Generative Adversarial Network (GAN)

        A Generative Adversarial Network (GAN) is a neural network design used in generative modeling to generate new plausible samples on demand. It entails detecting and learning regularities or patterns in incoming data automatically, such that the model may be used to produce or output new instances from the original dataset. GANs are made up of two neural networks: a generator G that generates new data with comparable features to the original data and a discriminator D that predicts the likelihood of the following sample being chosen from genuine data rather than data generated by the generator.

        As a result, in GAN modeling, both the generator and the discriminator are trained to compete with one another. As a result, in GAN modeling, both the generator and the discriminator are trained to compete with one another. While the generator attempts to trick and confuse the discriminator by producing more realistic data, the discriminator attempts to distinguish genuine data from G-generated data.

        Because there were anomalies, the GAN architecture for anomaly identification was built to evaluate performance with RL approaches. The CNN + LSTM architecture was designed for the generator, whereas the MLP was designed for the discriminator. 

Auto‑Encoder (AE)

        An auto-encoder (AE)  is a well-known unsupervised learning approach that uses neural networks to learn representations. Auto-encoders are typically employed to work with high-dimensional data, and dimensionality reduction describes how a collection of data is represented. An autoencoder is made up of three parts: encoder, code, and decoder. The encoder compresses the input and creates the code, which is then used by the decoder to reconstruct the input.
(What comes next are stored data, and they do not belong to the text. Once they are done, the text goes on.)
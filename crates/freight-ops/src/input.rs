use std::path::Path;

use freight_models::{FreightConfig, Load, LoadRecord};
use serde_json::Value;

use crate::error::OpsError;

/// Read, parse and validate a TOML business configuration file.
pub fn load_config(path: impl AsRef<Path>) -> Result<FreightConfig, OpsError> {
    let path = path.as_ref();
    let raw = std::fs::read_to_string(path)?;
    let config: FreightConfig = toml::from_str(&raw)?;
    config.validate()?;
    tracing::debug!(path = %path.display(), "Loaded freight config");
    Ok(config)
}

fn record_to_load(index: usize, value: Value) -> Result<Load, OpsError> {
    let record: LoadRecord =
        serde_json::from_value(value).map_err(|source| OpsError::Malformed { index, source })?;
    let load_id = record.load_id.clone();
    Load::new(record).map_err(|source| OpsError::Validation {
        index,
        load_id,
        source,
    })
}

/// Parse a single load object or an array of them.
///
/// The batch is all-or-nothing: the first malformed or invalid record fails
/// the call, and its position is reported in the error.
pub fn parse_loads(json: &str) -> Result<Vec<Load>, OpsError> {
    match serde_json::from_str::<Value>(json)? {
        Value::Array(items) => items
            .into_iter()
            .enumerate()
            .map(|(index, item)| record_to_load(index, item))
            .collect(),
        object @ Value::Object(_) => Ok(vec![record_to_load(0, object)?]),
        other => Err(OpsError::Input(format!(
            "expected a load object or an array of loads, got {}",
            kind(&other)
        ))),
    }
}

fn kind(value: &Value) -> &'static str {
    match value {
        Value::Null => "null",
        Value::Bool(_) => "a boolean",
        Value::Number(_) => "a number",
        Value::String(_) => "a string",
        Value::Array(_) => "an array",
        Value::Object(_) => "an object",
    }
}
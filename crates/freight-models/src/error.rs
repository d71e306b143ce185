use chrono::{DateTime, Utc};
use thiserror::Error;

/// Raised when raw shipment data cannot become a `Load`.
#[derive(Error, Debug, Clone, PartialEq)]
pub enum ValidationError {
    #[error("Required field is empty: {0}")]
    EmptyField(String),

    #[error("{field} must be greater than zero, got {value}")]
    NotPositive { field: String, value: String },

    #[error("{field} must not be negative, got {value}")]
    Negative { field: String, value: String },

    #[error("{field} exceeds the representable decimal range")]
    OutOfRange { field: String },

    #[error("Delivery date {delivery} precedes pickup date {pickup}")]
    DeliveryBeforePickup {
        pickup: DateTime<Utc>,
        delivery: DateTime<Utc>,
    },

    #[error("Pickup window ends at {end} before it starts at {start}")]
    PickupWindowInverted {
        start: DateTime<Utc>,
        end: DateTime<Utc>,
    },

    #[error("Unknown load status: {0}")]
    UnknownStatus(String),

    #[error("Unknown load type: {0}")]
    UnknownLoadType(String),

    #[error("{field} out of range: {value}")]
    InvalidCoordinate { field: String, value: f64 },
}

#[derive(Error, Debug, Clone, PartialEq)]
pub enum ConfigError {
    #[error("Invalid rate thresholds: {0}")]
    InvalidThresholds(String),

    #[error("Invalid equipment config: {0}")]
    InvalidEquipment(String),

    #[error("Invalid operating costs: {0}")]
    InvalidCosts(String),
}
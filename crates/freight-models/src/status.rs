use std::fmt;
use std::str::FromStr;

use serde::{Deserialize, Serialize};

use crate::error::ValidationError;

/// Lowercases and folds `-`/space separators so board feeds spelling
/// `IN_TRANSIT`, `in-transit` or `Dry Van` all resolve.
fn normalize(raw: &str) -> String {
    raw.trim()
        .to_ascii_lowercase()
        .replace(|c: char| c == '-' || c == ' ', "_")
}

/// Where a load sits in its booking lifecycle.
#[derive(Debug, Clone, Copy, Serialize, Deserialize, PartialEq, Eq, Hash, Default)]
#[serde(rename_all = "snake_case")]
pub enum LoadStatus {
    #[default]
    Available,
    Booked,
    InTransit,
    Delivered,
    Cancelled,
}

impl LoadStatus {
    pub fn as_str(&self) -> &'static str {
        match self {
            Self::Available => "available",
            Self::Booked => "booked",
            Self::InTransit => "in_transit",
            Self::Delivered => "delivered",
            Self::Cancelled => "cancelled",
        }
    }
}

impl fmt::Display for LoadStatus {
    fn fmt(&self, f: &mut fmt::Formatter<'_>) -> fmt::Result {
        f.write_str(self.as_str())
    }
}

impl FromStr for LoadStatus {
    type Err = ValidationError;

    fn from_str(s: &str) -> Result<Self, Self::Err> {
        match normalize(s).as_str() {
            "available" => Ok(Self::Available),
            "booked" => Ok(Self::Booked),
            "in_transit" => Ok(Self::InTransit),
            "delivered" => Ok(Self::Delivered),
            "cancelled" => Ok(Self::Cancelled),
            _ => Err(ValidationError::UnknownStatus(s.to_string())),
        }
    }
}

/// Equipment category the load requires.
#[derive(Debug, Clone, Copy, Serialize, Deserialize, PartialEq, Eq, Hash, Default)]
#[serde(rename_all = "snake_case")]
pub enum LoadType {
    Flatbed,
    #[default]
    Hotshot,
    Reefer,
    DryVan,
}

impl LoadType {
    pub fn as_str(&self) -> &'static str {
        match self {
            Self::Flatbed => "flatbed",
            Self::Hotshot => "hotshot",
            Self::Reefer => "reefer",
            Self::DryVan => "dry_van",
        }
    }
}

impl fmt::Display for LoadType {
    fn fmt(&self, f: &mut fmt::Formatter<'_>) -> fmt::Result {
        f.write_str(self.as_str())
    }
}

impl FromStr for LoadType {
    type Err = ValidationError;

    fn from_str(s: &str) -> Result<Self, Self::Err> {
        match normalize(s).as_str() {
            "flatbed" => Ok(Self::Flatbed),
            "hotshot" => Ok(Self::Hotshot),
            "reefer" => Ok(Self::Reefer),
            "dry_van" => Ok(Self::DryVan),
            _ => Err(ValidationError::UnknownLoadType(s.to_string())),
        }
    }
}
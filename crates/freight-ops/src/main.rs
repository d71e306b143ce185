use std::io::Read;
use std::path::Path;

use anyhow::{Context, Result};
use clap::Parser;
use freight_ops::models::FreightConfig;

const DEFAULT_CONFIG_PATH: &str = "config/freight.toml";

#[derive(Parser, Debug)]
#[command(
    name = "freight-ops",
    about = "Validate freight loads and screen them against rate-per-mile and deadhead thresholds"
)]
struct Cli {
    /// Path to business configuration file [default: config/freight.toml]
    #[arg(short, long)]
    config: Option<String>,

    /// Read load JSON (one object or an array) from a file instead of stdin
    #[arg(short, long)]
    input: Option<String>,

    /// Only print loads that pass the profitability check
    #[arg(long)]
    profitable_only: bool,

    /// Pretty-print the output JSON
    #[arg(long)]
    pretty: bool,

    /// Emit logs as JSON lines on stderr
    #[arg(long)]
    log_json: bool,
}

fn resolve_config(explicit: Option<&str>) -> Result<FreightConfig> {
    if let Some(path) = explicit {
        return freight_ops::load_config(path)
            .with_context(|| format!("Failed to load config: {path}"));
    }
    if Path::new(DEFAULT_CONFIG_PATH).exists() {
        return freight_ops::load_config(DEFAULT_CONFIG_PATH)
            .with_context(|| format!("Failed to load config: {DEFAULT_CONFIG_PATH}"));
    }
    tracing::warn!(
        path = DEFAULT_CONFIG_PATH,
        "Config file not found, using default rate thresholds"
    );
    Ok(FreightConfig::default())
}

fn main() -> Result<()> {
    let cli = Cli::parse();

    freight_ops::init_logging(cli.log_json).context("Failed to initialize logging")?;

    let config = resolve_config(cli.config.as_deref())?;

    let loads_json = if let Some(input_path) = &cli.input {
        std::fs::read_to_string(input_path)
            .with_context(|| format!("Failed to read input: {input_path}"))?
    } else {
        let mut buf = String::new();
        std::io::stdin()
            .read_to_string(&mut buf)
            .context("Failed to read from stdin")?;
        buf
    };

    let loads = freight_ops::parse_loads(&loads_json).context("Failed to parse loads")?;

    let mut evaluations = freight_ops::evaluate_batch(&loads, &config);
    if cli.profitable_only {
        evaluations.retain(|e| e.profitable);
    }

    // Output evaluations as JSON to stdout
    let output = if cli.pretty {
        serde_json::to_string_pretty(&evaluations)?
    } else {
        serde_json::to_string(&evaluations)?
    };
    println!("{output}");

    Ok(())
}
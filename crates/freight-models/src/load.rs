use chrono::{DateTime, Utc};
use rust_decimal::Decimal;
use serde::{Deserialize, Serialize};

use crate::config::RateThresholds;
use crate::error::ValidationError;
use crate::location::Location;
use crate::snapshot::{LoadMetrics, LoadSnapshot};
use crate::status::{LoadStatus, LoadType};

const ONE_HUNDRED: Decimal = Decimal::ONE_HUNDRED;
const MILLIS_PER_HOUR: i64 = 3_600_000;

/// Special handling the load calls for.
#[derive(Debug, Clone, Copy, Serialize, Deserialize, PartialEq, Eq, Default)]
#[serde(default)]
pub struct SpecialRequirements {
    pub hazmat: bool,
    pub team_required: bool,
    pub expedited: bool,
    pub requires_tarp: bool,
}

/// Broker-side point of contact.
#[derive(Debug, Clone, Serialize, Deserialize, PartialEq, Eq, Default)]
pub struct Contact {
    pub name: Option<String>,
    pub phone: Option<String>,
    pub email: Option<String>,
}

/// Raw shipment data as supplied by ingestion tooling or manual entry.
///
/// Nothing here is checked. `Load::new` turns a record into a validated `Load`.
#[derive(Debug, Clone, Serialize, Deserialize, PartialEq)]
pub struct LoadRecord {
    pub load_id: String,
    #[serde(default = "default_status")]
    pub status: String,
    #[serde(default = "default_load_type")]
    pub load_type: String,
    pub origin: Location,
    pub destination: Location,
    pub pickup_date: DateTime<Utc>,
    pub delivery_date: DateTime<Utc>,
    /// Miles driven while carrying the freight.
    pub loaded_miles: Decimal,
    /// Empty miles to reach pickup or after delivery.
    #[serde(default)]
    pub deadhead_miles: Decimal,
    /// Base linehaul rate (USD).
    pub rate: Decimal,
    #[serde(default)]
    pub fuel_surcharge: Decimal,
    /// Detention, layover and similar fees (USD).
    #[serde(default)]
    pub accessorial_charges: Decimal,
    /// Pounds.
    pub weight: u32,
    pub commodity: String,

    pub broker_name: Option<String>,
    pub broker_mc: Option<String>,
    pub reference_number: Option<String>,
    pub posted_date: Option<DateTime<Utc>>,
    pub pickup_window_start: Option<DateTime<Utc>>,
    pub pickup_window_end: Option<DateTime<Utc>>,
    /// Feet.
    pub length_ft: Option<u32>,
    pub trailer_type: Option<String>,
    #[serde(default)]
    pub requirements: SpecialRequirements,
    pub contact: Option<Contact>,
    pub notes: Option<String>,
}

fn default_status() -> String {
    LoadStatus::default().as_str().to_string()
}

fn default_load_type() -> String {
    LoadType::default().as_str().to_string()
}

/// A validated freight shipment.
///
/// Fields are frozen after construction; derived metrics are recomputed on
/// every call. Status changes go through [`Load::with_status`], which returns
/// a new value.
#[derive(Debug, Clone, PartialEq, Serialize, Deserialize)]
#[serde(into = "LoadSnapshot", try_from = "LoadRecord")]
pub struct Load {
    load_id: String,
    status: LoadStatus,
    load_type: LoadType,
    origin: Location,
    destination: Location,
    pickup_date: DateTime<Utc>,
    delivery_date: DateTime<Utc>,
    loaded_miles: Decimal,
    deadhead_miles: Decimal,
    rate: Decimal,
    fuel_surcharge: Decimal,
    accessorial_charges: Decimal,
    weight: u32,
    commodity: String,
    broker_name: Option<String>,
    broker_mc: Option<String>,
    reference_number: Option<String>,
    posted_date: Option<DateTime<Utc>>,
    pickup_window_start: Option<DateTime<Utc>>,
    pickup_window_end: Option<DateTime<Utc>>,
    length_ft: Option<u32>,
    trailer_type: Option<String>,
    requirements: SpecialRequirements,
    contact: Option<Contact>,
    notes: Option<String>,
}

fn require_positive(field: &str, value: Decimal) -> Result<(), ValidationError> {
    if value <= Decimal::ZERO {
        return Err(ValidationError::NotPositive {
            field: field.to_string(),
            value: value.to_string(),
        });
    }
    Ok(())
}

fn require_non_negative(field: &str, value: Decimal) -> Result<(), ValidationError> {
    if value < Decimal::ZERO {
        return Err(ValidationError::Negative {
            field: field.to_string(),
            value: value.to_string(),
        });
    }
    Ok(())
}

/// `numerator / denominator`, or zero when the division is undefined.
fn ratio(numerator: Decimal, denominator: Decimal) -> Decimal {
    numerator.checked_div(denominator).unwrap_or(Decimal::ZERO)
}

impl Load {
    /// Validate a raw record. The first violated invariant is reported.
    pub fn new(record: LoadRecord) -> Result<Self, ValidationError> {
        if record.load_id.trim().is_empty() {
            return Err(ValidationError::EmptyField("load_id".to_string()));
        }
        let status: LoadStatus = record.status.parse()?;
        let load_type: LoadType = record.load_type.parse()?;

        record.origin.validate("origin")?;
        record.destination.validate("destination")?;

        if record.delivery_date < record.pickup_date {
            return Err(ValidationError::DeliveryBeforePickup {
                pickup: record.pickup_date,
                delivery: record.delivery_date,
            });
        }
        if let (Some(start), Some(end)) = (record.pickup_window_start, record.pickup_window_end) {
            if end < start {
                return Err(ValidationError::PickupWindowInverted { start, end });
            }
        }

        require_positive("loaded_miles", record.loaded_miles)?;
        require_non_negative("deadhead_miles", record.deadhead_miles)?;
        require_positive("rate", record.rate)?;
        require_non_negative("fuel_surcharge", record.fuel_surcharge)?;
        require_non_negative("accessorial_charges", record.accessorial_charges)?;

        // Derived metrics add these without checks, so the sums must fit.
        if record.loaded_miles.checked_add(record.deadhead_miles).is_none() {
            return Err(ValidationError::OutOfRange {
                field: "total_miles".to_string(),
            });
        }
        if record
            .rate
            .checked_add(record.fuel_surcharge)
            .and_then(|sum| sum.checked_add(record.accessorial_charges))
            .is_none()
        {
            return Err(ValidationError::OutOfRange {
                field: "gross_revenue".to_string(),
            });
        }

        if record.weight == 0 {
            return Err(ValidationError::NotPositive {
                field: "weight".to_string(),
                value: "0".to_string(),
            });
        }
        if record.length_ft == Some(0) {
            return Err(ValidationError::NotPositive {
                field: "length_ft".to_string(),
                value: "0".to_string(),
            });
        }

        Ok(Self {
            load_id: record.load_id,
            status,
            load_type,
            origin: record.origin,
            destination: record.destination,
            pickup_date: record.pickup_date,
            delivery_date: record.delivery_date,
            loaded_miles: record.loaded_miles,
            deadhead_miles: record.deadhead_miles,
            rate: record.rate,
            fuel_surcharge: record.fuel_surcharge,
            accessorial_charges: record.accessorial_charges,
            weight: record.weight,
            commodity: record.commodity,
            broker_name: record.broker_name,
            broker_mc: record.broker_mc,
            reference_number: record.reference_number,
            posted_date: record.posted_date,
            pickup_window_start: record.pickup_window_start,
            pickup_window_end: record.pickup_window_end,
            length_ft: record.length_ft,
            trailer_type: record.trailer_type,
            requirements: record.requirements,
            contact: record.contact,
            notes: record.notes,
        })
    }

    /// A copy of this load with a different status.
    pub fn with_status(&self, status: LoadStatus) -> Self {
        Self {
            status,
            ..self.clone()
        }
    }

    /// The stored fields back in raw form.
    pub fn to_record(&self) -> LoadRecord {
        LoadRecord {
            load_id: self.load_id.clone(),
            status: self.status.as_str().to_string(),
            load_type: self.load_type.as_str().to_string(),
            origin: self.origin.clone(),
            destination: self.destination.clone(),
            pickup_date: self.pickup_date,
            delivery_date: self.delivery_date,
            loaded_miles: self.loaded_miles,
            deadhead_miles: self.deadhead_miles,
            rate: self.rate,
            fuel_surcharge: self.fuel_surcharge,
            accessorial_charges: self.accessorial_charges,
            weight: self.weight,
            commodity: self.commodity.clone(),
            broker_name: self.broker_name.clone(),
            broker_mc: self.broker_mc.clone(),
            reference_number: self.reference_number.clone(),
            posted_date: self.posted_date,
            pickup_window_start: self.pickup_window_start,
            pickup_window_end: self.pickup_window_end,
            length_ft: self.length_ft,
            trailer_type: self.trailer_type.clone(),
            requirements: self.requirements,
            contact: self.contact.clone(),
            notes: self.notes.clone(),
        }
    }

    pub fn metrics(&self) -> LoadMetrics {
        LoadMetrics {
            total_miles: self.total_miles(),
            deadhead_percentage: self.deadhead_percentage(),
            gross_revenue: self.gross_revenue(),
            rate_per_mile: self.rate_per_mile(),
            all_miles_rate: self.all_miles_rate(),
            trip_duration_hours: self.trip_duration_hours(),
        }
    }

    /// Stored fields and derived metrics as one flat JSON object.
    pub fn to_map(&self) -> Result<serde_json::Map<String, serde_json::Value>, serde_json::Error> {
        match serde_json::to_value(self)? {
            serde_json::Value::Object(map) => Ok(map),
            other => Err(serde::ser::Error::custom(format!(
                "load serialized to non-object value: {other}"
            ))),
        }
    }

    // --- Derived metrics ---

    pub fn total_miles(&self) -> Decimal {
        self.loaded_miles + self.deadhead_miles
    }

    /// Deadhead share of all miles, 0-100. Zero when there are no miles.
    pub fn deadhead_percentage(&self) -> Decimal {
        ratio(self.deadhead_miles, self.total_miles()) * ONE_HUNDRED
    }

    pub fn gross_revenue(&self) -> Decimal {
        self.rate + self.fuel_surcharge + self.accessorial_charges
    }

    /// Gross revenue per loaded mile. Deadhead is unpaid so it is excluded.
    pub fn rate_per_mile(&self) -> Decimal {
        ratio(self.gross_revenue(), self.loaded_miles)
    }

    /// Gross revenue spread across loaded and deadhead miles.
    pub fn all_miles_rate(&self) -> Decimal {
        ratio(self.gross_revenue(), self.total_miles())
    }

    pub fn trip_duration_hours(&self) -> Decimal {
        let elapsed = self.delivery_date - self.pickup_date;
        ratio(
            Decimal::from(elapsed.num_milliseconds()),
            Decimal::from(MILLIS_PER_HOUR),
        )
    }

    /// True only when the rate floor AND the deadhead ceiling are both met.
    pub fn is_profitable(&self, min_rpm: Decimal, max_deadhead_pct: Decimal) -> bool {
        self.rate_per_mile() >= min_rpm && self.deadhead_percentage() <= max_deadhead_pct
    }

    pub fn meets(&self, thresholds: &RateThresholds) -> bool {
        self.is_profitable(
            thresholds.minimum_rate_per_mile,
            thresholds.max_deadhead_percentage,
        )
    }

    // --- Accessors ---

    pub fn load_id(&self) -> &str {
        &self.load_id
    }

    pub fn status(&self) -> LoadStatus {
        self.status
    }

    pub fn load_type(&self) -> LoadType {
        self.load_type
    }

    pub fn origin(&self) -> &Location {
        &self.origin
    }

    pub fn destination(&self) -> &Location {
        &self.destination
    }

    pub fn pickup_date(&self) -> DateTime<Utc> {
        self.pickup_date
    }

    pub fn delivery_date(&self) -> DateTime<Utc> {
        self.delivery_date
    }

    pub fn loaded_miles(&self) -> Decimal {
        self.loaded_miles
    }

    pub fn deadhead_miles(&self) -> Decimal {
        self.deadhead_miles
    }

    pub fn rate(&self) -> Decimal {
        self.rate
    }

    pub fn fuel_surcharge(&self) -> Decimal {
        self.fuel_surcharge
    }

    pub fn accessorial_charges(&self) -> Decimal {
        self.accessorial_charges
    }

    pub fn weight(&self) -> u32 {
        self.weight
    }

    pub fn commodity(&self) -> &str {
        &self.commodity
    }

    pub fn broker_name(&self) -> Option<&str> {
        self.broker_name.as_deref()
    }

    pub fn broker_mc(&self) -> Option<&str> {
        self.broker_mc.as_deref()
    }

    pub fn reference_number(&self) -> Option<&str> {
        self.reference_number.as_deref()
    }

    pub fn posted_date(&self) -> Option<DateTime<Utc>> {
        self.posted_date
    }

    pub fn pickup_window(&self) -> (Option<DateTime<Utc>>, Option<DateTime<Utc>>) {
        (self.pickup_window_start, self.pickup_window_end)
    }

    pub fn length_ft(&self) -> Option<u32> {
        self.length_ft
    }

    pub fn trailer_type(&self) -> Option<&str> {
        self.trailer_type.as_deref()
    }

    pub fn requirements(&self) -> SpecialRequirements {
        self.requirements
    }

    pub fn contact(&self) -> Option<&Contact> {
        self.contact.as_ref()
    }

    pub fn notes(&self) -> Option<&str> {
        self.notes.as_deref()
    }
}

impl TryFrom<LoadRecord> for Load {
    type Error = ValidationError;

    fn try_from(record: LoadRecord) -> Result<Self, Self::Error> {
        Self::new(record)
    }
}

impl From<Load> for LoadSnapshot {
    fn from(load: Load) -> Self {
        LoadSnapshot {
            metrics: load.metrics(),
            record: load.to_record(),
        }
    }
}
Recently, AEs have been utilized to learn generative data models. 

        Many unsupervised learning tasks, including dimensionality reduction, feature extraction, efficient coding, generative modeling, denoising, anomaly or outlier detection, and so on, make extensive use of the auto-encoder which is also used to decrease the dimensionality of large data sets, is fundamentally comparable to a single-layered AE with a linear activation function. Regularized autoencoders, such as sparse, denoising, and contractive, can be used to train representations for subsequent classification tasks, whilst variational autoencoders can be utilized as generative models.

Deep Belief Network (DBN)

        A Deep Belief Network (DBN) is a multi-layer generative graphical model composed of numerous discrete unsupervised networks, such as AEs or RBMs, with the hidden layer of each network serving as the input for the next layer., i.e., are connected sequentially. As a result, we may partition a DBN into. The ultimate objective is to build a faster-unsupervised training approach for each contrastive divergence-based sub-network. Based on its deep structure, DBN can capture a hierarchical representation of incoming data.

        DBN is based on the principle of training unsupervised feed-forward neural networks with unlabeled data before fine-tuning the network with labeled input. One of the most significant benefits of DBN over traditional shallow learning networks is the identification of deep patterns, which allows for reasoning abilities and the capture of the deep difference between normal and erroneous data. A continuous DBN is essentially a normal DBN that provides for a continuous range of decimals rather than binary data. Overall, because of its powerful feature extraction and classification capabilities, the DBN model may play a crucial role in a wide range of high-dimensional data applications and become one of the significant issues in the field of neural networks.